Difícil ver coincidir a Firmenich, Ratazzi y Majul. El mundo ya no es el mismo.
De fondo, cuando se habla de corporaciones de verdad, lo que está en discusión es quién paga este “veranito anticapitalista” donde el país está obligado a funcionar (los países no cierran) garantizando a su vez el “aislamiento social, preventivo y obligatorio” que impida una catástrofe socio-sanitaria, mediante el IFE, la AUH, el ATP, los créditos subsidiados y una serie de políticas públicas que aumentan el llamado “gasto fiscal” que exacerba a la ortodoxia neoliberal. Porque en los hechos, las decisiones del gobierno representan la defunción del ajuste, política que estuvo orientada al pago de los servicios de la deuda hasta el año pasado. Mauricio Macri no es más presidente. Gobiernan los Fernández, aunque a veces se cuele algún que otro funcionario neoliberal.

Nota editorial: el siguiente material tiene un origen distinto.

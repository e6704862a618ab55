/*
 * @Date         : 2026-02-03
 * @Description  : Network trait 定义
 */

use ndarray::Array2;

use super::Parameter;
use crate::errors::SynthError;
use crate::tensor::Tensor;

/// 可训练网络
///
/// # 设计要点
/// - `forward()`会缓存反向传播所需的中间值，`infer()`不缓存、也不需要`&mut self`，
///   评估与推理都应使用后者；
/// - `backward()`把梯度累加到本网络的参数上，并返回对输入的梯度。
///   梯度是否继续流向上游网络由调用方决定，这相当于 PyTorch 里的`detach()`；
/// - 参数只能被优化器（`Optimizer::step`）修改。
pub trait Network {
    fn name(&self) -> &str;

    /// 训练用前向传播（缓存中间值）
    fn forward(&mut self, input: &Tensor) -> Result<Tensor, SynthError>;

    /// 无梯度前向传播
    fn infer(&self, input: &Tensor) -> Result<Tensor, SynthError>;

    /// 反向传播：累加参数梯度，返回对最近一次`forward`输入的梯度
    fn backward(&mut self, grad_output: &Tensor) -> Result<Tensor, SynthError>;

    fn parameters(&self) -> Vec<&Parameter>;

    fn parameters_mut(&mut self) -> Vec<&mut Parameter>;

    /// 清零所有参数的梯度
    fn zero_grad(&mut self) {
        for param in self.parameters_mut() {
            param.zero_grad();
        }
    }

    /// 参数（元素）总数
    fn num_params(&self) -> usize {
        self.parameters().iter().map(|p| p.size()).sum()
    }

    /// 所有参数值的快照
    fn snapshot(&self) -> Vec<Array2<f32>> {
        self.parameters().iter().map(|p| p.value().clone()).collect()
    }
}
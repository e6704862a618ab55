mod summary;
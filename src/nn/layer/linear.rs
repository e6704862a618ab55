/*
 * @Date         : 2026-02-03
 * @Description  : Linear (全连接) 层：`output = x @ W + b`
 */

use ndarray::{Array2, Axis};
use rand::Rng;

use super::Layer;
use crate::errors::SynthError;
use crate::nn::Parameter;

/// Linear (全连接) 层
///
/// # 输入/输出形状
/// - 输入：[batch_size, in_features]
/// - 输出：[batch_size, out_features]
#[derive(Debug, Clone)]
pub struct Linear {
    /// 权重参数 [in_features, out_features]
    weights: Parameter,
    /// 偏置参数 [1, out_features]
    bias: Parameter,
    /// 最近一次 forward 的输入
    input: Option<Array2<f32>>,
    name: String,
}

impl Linear {
    /// 创建新的 Linear 层，权重与偏置均从`U(-1/√in, 1/√in)`采样（与 PyTorch 默认初始化一致）
    pub fn new_seeded<R: Rng>(in_features: usize, out_features: usize, name: &str, rng: &mut R) -> Self {
        let bound = 1.0 / (in_features.max(1) as f32).sqrt();
        let weights = Array2::from_shape_fn((in_features, out_features), |_| {
            rng.gen_range(-bound..=bound)
        });
        let bias = Array2::from_shape_fn((1, out_features), |_| rng.gen_range(-bound..=bound));
        Self {
            weights: Parameter::new(&format!("{name}_W"), weights),
            bias: Parameter::new(&format!("{name}_b"), bias),
            input: None,
            name: name.to_string(),
        }
    }

    /// 用给定的权重与偏置创建层（主要用于测试）
    pub fn from_weights(name: &str, weights: Array2<f32>, bias: Array2<f32>) -> Self {
        Self {
            weights: Parameter::new(&format!("{name}_W"), weights),
            bias: Parameter::new(&format!("{name}_b"), bias),
            input: None,
            name: name.to_string(),
        }
    }

    pub fn in_features(&self) -> usize {
        self.weights.value().nrows()
    }

    pub fn out_features(&self) -> usize {
        self.weights.value().ncols()
    }

    pub fn weights(&self) -> &Parameter {
        &self.weights
    }

    pub fn bias(&self) -> &Parameter {
        &self.bias
    }

    fn check_input(&self, input: &Array2<f32>) -> Result<(), SynthError> {
        if input.ncols() != self.in_features() {
            return Err(SynthError::ShapeMismatch {
                context: format!("Linear层`{}`的输入", self.name),
                expected: vec![input.nrows(), self.in_features()],
                got: input.shape().to_vec(),
            });
        }
        Ok(())
    }
}

impl Layer for Linear {
    fn name(&self) -> &str {
        &self.name
    }

    fn forward(&mut self, input: &Array2<f32>) -> Result<Array2<f32>, SynthError> {
        let output = self.infer(input)?;
        self.input = Some(input.clone());
        Ok(output)
    }

    fn infer(&self, input: &Array2<f32>) -> Result<Array2<f32>, SynthError> {
        self.check_input(input)?;
        // x @ W: [batch, in] @ [in, out] = [batch, out]
        let mut output = input.dot(self.weights.value());
        output += self.bias.value();
        Ok(output)
    }

    fn backward(&mut self, grad_output: &Array2<f32>) -> Result<Array2<f32>, SynthError> {
        let input = self
            .input
            .as_ref()
            .ok_or_else(|| SynthError::BackwardBeforeForward(self.name.clone()))?;
        // dL/dW = x^T @ g，dL/db = sum(g, axis=0)，dL/dx = g @ W^T
        let grad_weights = input.t().dot(grad_output);
        let grad_bias = grad_output.sum_axis(Axis(0)).insert_axis(Axis(0));
        let grad_input = grad_output.dot(&self.weights.value().t());
        self.weights.accumulate_grad(&grad_weights);
        self.bias.accumulate_grad(&grad_bias);
        Ok(grad_input)
    }

    fn parameters(&self) -> Vec<&Parameter> {
        vec![&self.weights, &self.bias]
    }

    fn parameters_mut(&mut self) -> Vec<&mut Parameter> {
        vec![&mut self.weights, &mut self.bias]
    }
}
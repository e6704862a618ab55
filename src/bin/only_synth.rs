/*
 * @Date         : 2026-02-08
 * @Description  : 命令行入口
 */

use std::path::PathBuf;
use std::process::ExitCode;

use clap::{Parser, Subcommand};
use tracing::error;

use only_synth::config::ConfigManager;
use only_synth::data::DataManifest;
use only_synth::errors::SynthError;
use only_synth::logging::init_logging;
use only_synth::training::{DataSources, TrainingManager};

#[derive(Parser)]
#[command(name = "only_synth")]
#[command(about = "对抗生成网络（GAN）合成模型训练工具")]
#[command(version)]
struct Cli {
    #[command(subcommand)]
    command: Commands,

    /// 日志详细程度（可重复，如 -vv）
    #[arg(short, long, action = clap::ArgAction::Count, global = true)]
    verbose: u8,
}

#[derive(Subcommand)]
enum Commands {
    /// 训练模型
    Train {
        /// YAML 配置文件
        #[arg(short, long)]
        config: PathBuf,

        /// 训练样本清单（CSV）
        #[arg(long)]
        train_csv: PathBuf,

        /// 输出目录（检查点图像与训练历史）
        #[arg(short, long)]
        output_dir: PathBuf,

        /// 验证样本清单（CSV）
        #[arg(long)]
        val_csv: Option<PathBuf>,

        /// 测试样本清单（CSV）
        #[arg(long)]
        test_csv: Option<PathBuf>,

        /// 未提供验证清单时，从训练清单中抽取的比例
        #[arg(long, default_value_t = 0.0)]
        val_ratio: f64,

        /// 未提供测试清单时，从训练清单中抽取的比例
        #[arg(long, default_value_t = 0.0)]
        test_ratio: f64,
    },
}

fn load_manifest(path: Option<PathBuf>) -> Result<Option<DataManifest>, SynthError> {
    path.map(|p| DataManifest::from_csv_path(&p))
        .transpose()
        .map_err(SynthError::from)
}

fn run(command: Commands) -> Result<(), SynthError> {
    match command {
        Commands::Train {
            config,
            train_csv,
            output_dir,
            val_csv,
            test_csv,
            val_ratio,
            test_ratio,
        } => {
            let (global_config, model_config) = ConfigManager::new(&config).prepare_configs()?;
            // 每个清单中的相对路径都以各自 CSV 文件所在目录为基准
            let sources = DataSources::new(DataManifest::from_csv_path(&train_csv)?)
                .val(load_manifest(val_csv)?)
                .test(load_manifest(test_csv)?)
                .val_ratio(val_ratio)
                .test_ratio(test_ratio);

            let mut manager = TrainingManager::new(sources, output_dir, global_config, model_config)?;
            let epochs = manager.run_training()?.len();
            println!(
                "训练完成：{epochs}个 epoch，训练历史已写入{}",
                manager.history_path().display()
            );
            Ok(())
        }
    }
}

fn main() -> ExitCode {
    let cli = Cli::parse();
    init_logging(cli.verbose);

    match run(cli.command) {
        Ok(()) => ExitCode::SUCCESS,
        Err(e) => {
            error!("{e}");
            ExitCode::FAILURE
        }
    }
}
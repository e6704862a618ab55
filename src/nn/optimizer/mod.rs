/*
 * @Date         : 2026-02-03
 * @Description  : 优化器。生成器与判别器各自持有独立的优化器实例，
 *                 优化器只更新传入网络的参数。
 */

mod adam;
mod sgd;

pub use adam::Adam;
pub use sgd::SGD;

use ndarray::Array2;

use super::Network;
use crate::errors::SynthError;

/// 优化器核心 trait
pub trait Optimizer {
    fn name(&self) -> &str;

    /// 参数更新（使用已累积的梯度）
    ///
    /// 训练循环：
    /// ```ignore
    /// network.zero_grad();
    /// let output = network.forward(&input)?;
    /// let loss = criterion.compute(&output, &target)?;
    /// network.backward(&loss.grad)?;
    /// optimizer.step(&mut network)?; // ← 只更新参数，不做 forward/backward
    /// ```
    fn step(&mut self, network: &mut dyn Network) -> Result<(), SynthError>;

    /// 重置累积状态（动量、矩估计、步数）
    fn reset(&mut self);

    fn learning_rate(&self) -> f32;

    fn set_learning_rate(&mut self, lr: f32);

    /// 已执行的`step`次数
    fn steps_taken(&self) -> usize;
}

/// 按参数顺序保存的逐参数状态（动量或矩估计）
///
/// 首次`step`时按网络参数的形状懒初始化；此后参数个数或形状变化视为错误。
#[derive(Debug, Clone, Default)]
pub(crate) struct SlotState {
    slots: Vec<Array2<f32>>,
}

impl SlotState {
    pub(crate) fn ensure(&mut self, network: &dyn Network) -> Result<(), SynthError> {
        let params = network.parameters();
        if self.slots.is_empty() {
            self.slots = params
                .iter()
                .map(|p| Array2::zeros(p.value().raw_dim()))
                .collect();
            return Ok(());
        }
        let expected: Vec<usize> = self.slots.iter().map(|s| s.len()).collect();
        let got: Vec<usize> = params.iter().map(|p| p.size()).collect();
        if expected != got {
            return Err(SynthError::ShapeMismatch {
                context: format!("优化器状态与网络`{}`的参数", network.name()),
                expected,
                got,
            });
        }
        Ok(())
    }

    pub(crate) fn get_mut(&mut self, index: usize) -> &mut Array2<f32> {
        &mut self.slots[index]
    }

    pub(crate) fn clear(&mut self) {
        self.slots.clear();
    }
}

La pregunta es quién o quiénes pretenderían un gobierno debilitado en un trance tan complejo como el actual.
El lobby anticuarentena busca debilitar al gobierno de los Fernández, que mostró una decisión inalterable hasta el momento de respeto hacia el mandato recibido en octubre. La pregunta es quién o quiénes pretenderían un gobierno debilitado en un trance tan complejo como el actual.
¿Quizá los 12 mil multimillonarios, muchos de ellos accionistas de las empresas que integran el Foro de la Convergencia Empresarial y la AEA, que estarían alcanzados por el tributo extraordinario a las grandes fortunas que impulsan los Fernández, Máximo Kirchner y Carlos Heller, para precisamente financiar el gasto excesivo que demanda la crisis sanitaria? ¿O los grupos locales que invirtieron en los fondos de inversión acreedores de la Argentina, los famosos “bonistas extranjeros”, empeñados en que Martín Guzmán les mejore la oferta?
Tal vez sean lo mismo.
Habría que preguntarle a los terraplanistas. Esos sí que saben.